思った通り、光秀はヘラヘラ笑っていやがった。挙げ句、
「政宗、貴方を可愛らしいなどと思う日が来ようとは!」
出て来た台詞がこれじゃ、文句言う気も失せるってンだ。つうか、何言ってんの
かもさっぱりわからねえ。日本語も英語も完璧に理解できる俺の脳ですら、光秀
の言葉を処理すんのは不可能らしい。
とりあえず、開いた口を閉じるところから始めた俺に、光秀は追い討ちをかけて
きた(と、俺には思えた)。
「心配しなくても、今は貴方だけですよ」
「……何言って、」
「ですから。
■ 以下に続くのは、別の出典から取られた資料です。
//! The single terminal outcome type every download attempt collapses
//! into. The user sees `user_message`; everything diagnostic goes to
//! the log text at the stated severity.

use std::path::Path;

use tracing::{error, info, warn};

/// Log level the outcome should be reported at.
#[derive(Debug, Clone, Copy, PartialEq, Eq)]
pub enum Severity {
    Info,
    Warn,
    Error,
}

/// Rough shape of the outcome, for exit codes and status styling.
#[derive(Debug, Clone, Copy, PartialEq, Eq)]
pub enum OutcomeCategory {
    /// Neutral: nothing happened (e.g. the user canceled).
    Message,
    Success,
    Failure,
}

/// Terminal result of one download attempt.
#[derive(Debug, Clone)]
pub struct DownloadOutcome {
    /// Short, human-facing status line.
    pub user_message: String,
    pub severity: Severity,
    /// Full diagnostic text for the log.
    pub log_message: String,
    pub category: OutcomeCategory,
    /// Scales how long a status display lingers; failures stay a
    /// little longer than successes.
    pub display_duration_multiplier: f32,
}

impl DownloadOutcome {
    pub fn finished(path: &Path, url: &str) -> Self {
        Self {
            user_message: "Download Finished".to_string(),
            severity: Severity::Info,
            log_message: format!("[DOWNLOAD FINISHED]\n{}\n{url}", path.display()),
            category: OutcomeCategory::Success,
            display_duration_multiplier: 1.0,
        }
    }

    pub fn failed(path: &Path, url: &str, detail: &str) -> Self {
        Self {
            user_message: "Download Failed".to_string(),
            severity: Severity::Error,
            log_message: format!("[DOWNLOAD FAILED]\n{}\n{url}\n{detail}", path.display()),
            category: OutcomeCategory::Failure,
            display_duration_multiplier: 1.25,
        }
    }

    pub fn errored(path: &Path, url: &str, detail: &str, error: &str) -> Self {
        Self {
            user_message: "Download Errored".to_string(),
            severity: Severity::Error,
            log_message: format!(
                "[DOWNLOAD ERRORED]\n{}\n{url}\n{detail}\n{error}",
                path.display()
            ),
            category: OutcomeCategory::Failure,
            display_duration_multiplier: 1.25,
        }
    }

    pub fn canceled() -> Self {
        Self {
            user_message: "Download Canceled".to_string(),
            severity: Severity::Info,
            log_message: "[SAVE DIALOG CLOSED / DOWNLOAD CANCELED]".to_string(),
            category: OutcomeCategory::Message,
            display_duration_multiplier: 1.25,
        }
    }

    pub fn path_too_long(path: &Path) -> Self {
        Self {
            user_message: "File Path Too Long".to_string(),
            severity: Severity::Warn,
            log_message: format!("[FILE PATH TOO LONG]\n{}", path.display()),
            category: OutcomeCategory::Failure,
            display_duration_multiplier: 1.25,
        }
    }

    pub fn invalid_path(built: &Path, resolved: &Path) -> Self {
        Self {
            user_message: "Invalid File Path".to_string(),
            severity: Severity::Warn,
            log_message: format!(
                "[INVALID FILE PATH]\n{}\n{}",
                built.display(),
                resolved.display()
            ),
            category: OutcomeCategory::Failure,
            display_duration_multiplier: 1.25,
        }
    }

    pub fn invalid_source(detail: &str) -> Self {
        Self {
            user_message: "Invalid Asset Source".to_string(),
            severity: Severity::Warn,
            log_message: format!("[INVALID ASSET SOURCE]\n{detail}"),
            category: OutcomeCategory::Failure,
            display_duration_multiplier: 1.25,
        }
    }

    /// Reports the outcome through tracing at its own severity.
    pub fn emit(&self) {
        match self.severity {
            Severity::Info => info!(outcome = self.user_message.as_str(), "{}", self.log_message),
            Severity::Warn => warn!(outcome = self.user_message.as_str(), "{}", self.log_message),
            Severity::Error => {
                error!(outcome = self.user_message.as_str(), "{}", self.log_message);
            }
        }
    }

    pub fn is_success(&self) -> bool {
        self.category == OutcomeCategory::Success
    }
}
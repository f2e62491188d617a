//! Alternate-format URL construction for proxy-family and CDN sources.

use url::Url;

use super::CandidateUrlSet;
use crate::asset::{formats_for, AssetCategory, AssetRequest, Classifier};
use crate::parser::ParsedUrl;
use crate::source::Source;

/// Compound-format extensions collapse to their container format in
/// real URLs and file names.
pub fn resolve_compound_extension(ext: &str) -> String {
    ext.replace("apng", "png").replace("awebp", "webp")
}

fn format_param(resolved_ext: &str) -> String {
    resolved_ext.replace("jpg", "jpeg")
}

/// Builds one candidate URL per available extension for `url` and
/// records each into `set` (first writer wins).
///
/// Only proxy-family and CDN sources are handled here; the third-party
/// hosts (Tenor, Twitter, Wikimedia) have their own construction rules
/// in the pipeline.
pub fn build_candidates(set: &mut CandidateUrlSet, url: &ParsedUrl, asset: &AssetRequest) {
    let Some(category) = asset
        .classifier
        .as_ref()
        .and_then(Classifier::table_category)
    else {
        return;
    };
    let Some(support) = formats_for(url.source, category) else {
        return;
    };

    let is_video = crate::asset::is_video_mime(asset.mime.as_deref());

    for &ext in support.applicable(asset.animatable) {
        let resolved_ext = resolve_compound_extension(ext);
        let built = if url.source.is_proxy_family() {
            build_proxy_url(url, asset, ext, &resolved_ext, is_video)
        } else if url.source == Source::Cdn {
            build_cdn_url(url, category, ext, &resolved_ext, is_video)
        } else {
            None
        };
        if let Some(built) = built {
            set.insert_first(ext, built);
        }
    }
}

/// Media-proxy family construction.
///
/// Assets on the media proxy change format by rewriting the file name;
/// attachments, the external proxy and video files keep their path and
/// use the `format` query parameter instead. Authorization parameters
/// are always forwarded.
fn build_proxy_url(
    url: &ParsedUrl,
    asset: &AssetRequest,
    ext: &str,
    resolved_ext: &str,
    is_video: bool,
) -> Option<String> {
    let base = if url.source == Source::AssetMediaProxy && !is_video {
        format!("{}{}{}.{}", url.origin(), url.path, url.base_name, resolved_ext)
    } else {
        format!("{}{}{}", url.origin(), url.path, url.path_end)
    };
    let mut built = Url::parse(&base).ok()?;

    {
        let mut params = built.query_pairs_mut();
        for (key, value) in &url.auth_params {
            params.append_pair(key, value);
        }

        if (is_video || url.source != Source::AssetMediaProxy)
            && url.extension.as_deref() != Some(ext)
        {
            params.append_pair("format", &format_param(resolved_ext));
        }

        // Attachments do not support resizing; everything else on
        // these hosts does.
        if url.source != Source::AttachmentMediaProxy {
            params.append_pair("size", "4096");
        }

        if ext == "awebp" && asset.animatable {
            params.append_pair("animated", "true");
        } else if ext == "png" && asset.animatable {
            // Forces a re-encode so an animated source yields a
            // genuinely static png.
            params.append_pair("passthrough", "false");
        }

        if ext == "webp" || ext == "awebp" {
            params.append_pair("lossless", "true");
        }
    }
    // an attachment kept in its own format may append nothing at all
    if built.query() == Some("") {
        built.set_query(None);
    }

    Some(built.into())
}

/// CDN construction. Nameplates and profile effects have fixed
/// sub-path / query grammars; lottie stickers pass through; generic
/// images and videos use the `format` parameter.
fn build_cdn_url(
    url: &ParsedUrl,
    category: AssetCategory,
    ext: &str,
    resolved_ext: &str,
    is_video: bool,
) -> Option<String> {
    match category {
        AssetCategory::Nameplate => {
            let base = format!("{}{}", url.origin(), url.path);
            let suffix = match ext {
                "apng" => "img.png",
                "webm" => "asset.webm",
                "png" => "static.png",
                "webp" => "img.png?format=webp",
                "jpg" => "img.png?format=jpeg",
                _ => return None,
            };
            Some(format!("{base}{suffix}"))
        }
        AssetCategory::ProfileEffect | AssetCategory::ProfileEffectThumbnail => {
            let mut built = url.url.clone();
            match ext {
                "webp" => {
                    built.query_pairs_mut().append_pair("format", "webp");
                }
                "jpg" => {
                    built.query_pairs_mut().append_pair("format", "jpeg");
                }
                _ => {}
            }
            Some(built.into())
        }
        AssetCategory::LottieSticker => Some(url.href().to_string()),
        _ if is_video || category == AssetCategory::GenericImage => {
            let mut built = url.url.clone();
            if url.extension.as_deref() != Some(ext) {
                built
                    .query_pairs_mut()
                    .append_pair("format", &format_param(resolved_ext));
            }
            Some(built.into())
        }
        // Animated images stay unresolved on the raw CDN; the original
        // URL is fetched instead.
        _ => None,
    }
}

#[cfg(test)]
#[allow(clippy::unwrap_used)]
mod tests {
    use super::*;
    use crate::parser::parse_url;

    fn emoji_request() -> AssetRequest {
        AssetRequest {
            primary_url: String::new(),
            secondary_url: None,
            mime: Some("image/gif".to_string()),
            animatable: true,
            classifier: Some(Classifier::Category(AssetCategory::CustomEmoji)),
            alias: None,
            size: None,
        }
    }

    #[test]
    fn test_animated_emoji_candidates() {
        let url = parse_url("https://media.discordapp.net/emojis/123456.gif").unwrap();
        let mut set = CandidateUrlSet::new(url.href());
        build_candidates(&mut set, &url, &emoji_request());

        assert_eq!(
            set.get("gif"),
            Some("https://media.discordapp.net/emojis/123456.gif?size=4096")
        );
        // apng resolves to a .png name without a passthrough override
        assert_eq!(
            set.get("apng"),
            Some("https://media.discordapp.net/emojis/123456.png?size=4096")
        );
        // static png forces a re-encode
        assert_eq!(
            set.get("png"),
            Some("https://media.discordapp.net/emojis/123456.png?size=4096&passthrough=false")
        );
        assert_eq!(
            set.get("awebp"),
            Some(
                "https://media.discordapp.net/emojis/123456.webp?size=4096&animated=true&lossless=true"
            )
        );
        assert_eq!(
            set.get("webp"),
            Some("https://media.discordapp.net/emojis/123456.webp?size=4096&lossless=true")
        );
    }

    #[test]
    fn test_attachment_uses_format_param_and_forwards_auth() {
        let url = parse_url(
            "https://media.discordapp.net/attachments/1/2/photo.png?ex=aa&is=bb&hm=cc",
        )
        .unwrap();
        let mut asset = AssetRequest::new(url.href());
        asset.mime = Some("image/png".to_string());
        asset.classifier = Some(Classifier::Mime("image/png".to_string()));

        let mut set = CandidateUrlSet::new(url.href());
        build_candidates(&mut set, &url, &asset);

        // same extension: no format param, no size param
        assert_eq!(
            set.get("png"),
            Some("https://media.discordapp.net/attachments/1/2/photo.png?ex=aa&is=bb&hm=cc")
        );
        assert_eq!(
            set.get("jpg"),
            Some(
                "https://media.discordapp.net/attachments/1/2/photo.png?ex=aa&is=bb&hm=cc&format=jpeg"
            )
        );
    }

    #[test]
    fn test_video_attachment_thumbnails() {
        let url =
            parse_url("https://media.discordapp.net/attachments/1/2/clip.mp4?ex=aa").unwrap();
        let mut asset = AssetRequest::new(url.href());
        asset.mime = Some("video/mp4".to_string());
        asset.animatable = true;
        asset.classifier = Some(Classifier::Mime("video/mp4".to_string()));

        let mut set = CandidateUrlSet::new(url.href());
        build_candidates(&mut set, &url, &asset);

        assert_eq!(
            set.get("mp4"),
            Some("https://media.discordapp.net/attachments/1/2/clip.mp4?ex=aa")
        );
        let png = set.get("png").unwrap();
        assert!(png.contains("format=png"), "thumbnail via format: {png}");
        assert!(png.contains("passthrough=false"));
    }

    #[test]
    fn test_nameplate_subpaths() {
        let url = parse_url(
            "https://cdn.discordapp.com/assets/collectibles/nameplates/nameplates/cityscape/img.png",
        )
        .unwrap();
        let mut asset = AssetRequest::new(url.href());
        asset.animatable = true;
        asset.classifier = Some(Classifier::Category(AssetCategory::Nameplate));

        let mut set = CandidateUrlSet::new(url.href());
        build_candidates(&mut set, &url, &asset);

        let prefix = "https://cdn.discordapp.com/assets/collectibles/nameplates/nameplates/cityscape/";
        assert_eq!(set.get("apng"), Some(format!("{prefix}img.png").as_str()));
        assert_eq!(set.get("webm"), Some(format!("{prefix}asset.webm").as_str()));
        assert_eq!(set.get("png"), Some(format!("{prefix}static.png").as_str()));
        assert_eq!(
            set.get("webp"),
            Some(format!("{prefix}img.png?format=webp").as_str())
        );
        assert_eq!(
            set.get("jpg"),
            Some(format!("{prefix}img.png?format=jpeg").as_str())
        );
    }

    #[test]
    fn test_profile_effect_clones_do_not_accumulate_params() {
        let url = parse_url(
            "https://cdn.discordapp.com/assets/profile_effects/effects/2024/snow/intro.png",
        )
        .unwrap();
        let mut asset = AssetRequest::new(url.href());
        asset.animatable = true;
        asset.classifier = Some(Classifier::Category(AssetCategory::ProfileEffect));

        let mut set = CandidateUrlSet::new(url.href());
        build_candidates(&mut set, &url, &asset);

        assert_eq!(set.get("png"), Some(url.href()));
        let webp = set.get("webp").unwrap();
        let jpg = set.get("jpg").unwrap();
        assert!(webp.ends_with("?format=webp"));
        assert!(jpg.ends_with("?format=jpeg"));
        assert!(!jpg.contains("format=webp"));
    }

    #[test]
    fn test_lottie_sticker_passthrough() {
        let url = parse_url("https://cdn.discordapp.com/stickers/42.json").unwrap();
        let mut asset = AssetRequest::new(url.href());
        asset.classifier = Some(Classifier::Category(AssetCategory::LottieSticker));

        let mut set = CandidateUrlSet::new(url.href());
        build_candidates(&mut set, &url, &asset);

        assert_eq!(set.extensions(), vec!["json"]);
        assert_eq!(set.get("json"), Some(url.href()));
    }

    #[test]
    fn test_cdn_animated_image_stays_unresolved() {
        let url = parse_url("https://cdn.discordapp.com/app-assets/1/anim.gif").unwrap();
        let mut asset = AssetRequest::new(url.href());
        asset.mime = Some("image/gif".to_string());
        asset.animatable = true;
        asset.classifier = Some(Classifier::Mime("image/gif".to_string()));

        let mut set = CandidateUrlSet::new(url.href());
        build_candidates(&mut set, &url, &asset);
        // every table entry for this pair is unbuildable, so the set
        // stays empty and the fallback URL is fetched
        assert!(set.is_empty());
    }

    #[test]
    fn test_built_urls_parse_back_to_their_extension() {
        let url = parse_url("https://media.discordapp.net/emojis/123456.gif").unwrap();
        let mut set = CandidateUrlSet::new(url.href());
        build_candidates(&mut set, &url, &emoji_request());

        for ext in set.extensions() {
            let built = parse_url(set.get(&ext).unwrap()).unwrap();
            let resolved = resolve_compound_extension(&ext);
            assert_eq!(
                built.extension.as_deref(),
                Some(resolved.as_str()),
                "candidate for {ext} does not carry its own format"
            );
        }
    }

    #[test]
    fn test_unclassified_request_builds_nothing() {
        let url = parse_url("https://media.discordapp.net/emojis/123.png").unwrap();
        let asset = AssetRequest::new(url.href());
        let mut set = CandidateUrlSet::new(url.href());
        build_candidates(&mut set, &url, &asset);
        assert!(set.is_empty());
    }
}
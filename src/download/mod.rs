//! Download execution: HTTP transport, outcome classification and the
//! end-to-end executor.

mod client;
mod error;
mod executor;
mod outcome;

pub use client::{
    HttpClient, DEFAULT_CONNECT_TIMEOUT_SECS, DEFAULT_READ_TIMEOUT_SECS, USER_AGENT,
};
pub use error::DownloadError;
pub use executor::{download_asset, DownloadContext};
pub use outcome::{DownloadOutcome, OutcomeCategory, Severity};
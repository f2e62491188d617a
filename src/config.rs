//! Persisted settings.

use std::path::{Path, PathBuf};

use serde::{Deserialize, Serialize};
use thiserror::Error;

/// User settings, persisted as JSON. Unknown fields are ignored and
/// missing fields take defaults, so the file survives version skew.
#[derive(Debug, Clone, Serialize, Deserialize, PartialEq)]
#[serde(default)]
pub struct Settings {
    /// Save here without asking when set; otherwise a save dialog is
    /// required.
    pub default_directory: Option<PathBuf>,
    /// Keep non-ASCII characters in file names.
    pub allow_unicode: bool,
    /// Overwrite on name collision instead of suffixing `-1`, `-2`, ...
    pub overwrite_files: bool,
    /// Show status messages for download lifecycle events.
    pub display_status: bool,
    /// Base status display duration in seconds.
    pub status_duration_secs: f32,
}

impl Default for Settings {
    fn default() -> Self {
        Self {
            default_directory: None,
            allow_unicode: true,
            overwrite_files: false,
            display_status: true,
            status_duration_secs: 2.5,
        }
    }
}

#[derive(Debug, Error)]
pub enum ConfigError {
    #[error("cannot read settings at {}: {source}", path.display())]
    Read {
        path: PathBuf,
        #[source]
        source: std::io::Error,
    },
    #[error("cannot write settings at {}: {source}", path.display())]
    Write {
        path: PathBuf,
        #[source]
        source: std::io::Error,
    },
    #[error("settings at {} are not valid JSON: {source}", path.display())]
    Parse {
        path: PathBuf,
        #[source]
        source: serde_json::Error,
    },
}

impl Settings {
    /// Loads settings from `path`; a missing file yields defaults.
    pub fn load(path: &Path) -> Result<Self, ConfigError> {
        let raw = match std::fs::read_to_string(path) {
            Ok(raw) => raw,
            Err(e) if e.kind() == std::io::ErrorKind::NotFound => return Ok(Self::default()),
            Err(e) => {
                return Err(ConfigError::Read {
                    path: path.to_path_buf(),
                    source: e,
                });
            }
        };
        serde_json::from_str(&raw).map_err(|e| ConfigError::Parse {
            path: path.to_path_buf(),
            source: e,
        })
    }

    pub fn save(&self, path: &Path) -> Result<(), ConfigError> {
        let json = serde_json::to_string_pretty(self).map_err(|e| ConfigError::Parse {
            path: path.to_path_buf(),
            source: e,
        })?;
        std::fs::write(path, json).map_err(|e| ConfigError::Write {
            path: path.to_path_buf(),
            source: e,
        })
    }
}
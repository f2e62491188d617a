//! Parser error type.

use thiserror::Error;

/// Errors produced while parsing input URLs.
#[derive(Debug, Error)]
pub enum ParseError {
    /// The input string is not a URL at all.
    #[error("malformed URL '{url}': {reason}")]
    MalformedUrl { url: String, reason: String },
}

impl ParseError {
    pub fn malformed_url(url: impl Into<String>, reason: impl ToString) -> Self {
        Self::MalformedUrl {
            url: url.into(),
            reason: reason.to_string(),
        }
    }
}
//! Splitting path-like strings into directory, final segment, base name
//! and extension.

/// Structured parts of a path-like string.
///
/// `directory` is everything up to and including the last separator.
/// `path_end` is the raw (still-encoded) final segment; `base_name` and
/// `extension` are derived from its decoded form.
#[derive(Debug, Clone, PartialEq, Eq, Default)]
pub struct ParsedPath {
    pub directory: String,
    pub path_end: String,
    pub base_name: String,
    pub extension: Option<String>,
}

/// Splits `input` on `/` and `\` and decodes the final segment.
///
/// CDN segments are sometimes percent-encoded more than once, so the
/// `%25` escape is unwrapped repeatedly before the final decode. A colon
/// in the decoded name (other than at position zero) starts a metadata
/// suffix and truncates the name. A dot at position zero marks a dotfile,
/// not an extension boundary; extensions are reported lowercased.
pub fn parse_path(input: &str) -> ParsedPath {
    let mut parts: Vec<&str> = input.split(['/', '\\']).collect();
    // split() always yields at least one element
    let path_end = parts.pop().unwrap_or_default().to_string();
    let mut directory = parts.join("/");
    directory.push('/');

    let mut decoded = path_end.clone();
    while decoded.contains("%25") {
        match urlencoding::decode(&decoded) {
            Ok(next) if next != decoded => decoded = next.into_owned(),
            _ => break,
        }
    }
    if let Ok(next) = urlencoding::decode(&decoded) {
        decoded = next.into_owned();
    }

    // "name:large" style metadata suffixes; a leading colon is part of
    // the name itself.
    let name = match decoded
        .char_indices()
        .find(|&(i, c)| c == ':' && i >= 1)
    {
        Some((i, _)) => &decoded[..i],
        None => decoded.as_str(),
    };

    let (base_name, extension) = match name.rfind('.') {
        Some(pos) if pos >= 1 => (
            name[..pos].to_string(),
            Some(name[pos + 1..].to_ascii_lowercase()),
        ),
        _ => (name.to_string(), None),
    };

    ParsedPath {
        directory,
        path_end,
        base_name,
        extension,
    }
}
愛しているのは貴方だけだと言ったんです」
貴方は?
笑顔で訊かれて、俺は戸惑った。
クソったれた日課も、それに伴う光秀の柔らかさも、時々見せる鋭さも嫌いじゃ
ないし、求めてるんだと思う。光秀の昔の恋人(ただのセフレ予備軍かも知んねえ
けど)に嫉妬するなんて、ガキみたいな感情も有る。実際俺は19のガキで、光秀は
大人で、だから。
この感情に名前を付けるとすれば、
「……俺は」
奴みたいに、愛とか、そういうキレイな言葉は使いたくなかった。俺は光秀に、
いろんなモノ(しかも大半はドロドロした汚い感情だ)を求めすぎてる。
「止めた、アンタなんかにゃ教えねぇ」
「全く……やはり可愛くないですね」
「Thanks!そりゃあ光栄だ!」
ニヤリと笑って、唇に唇をぶつけた。



(俺は多分、アンタに恋してる)











愛は真心、恋は下心。
な、長い……!しかも最後ぐだぐだだ。こりゃ、本格的に要修行かな。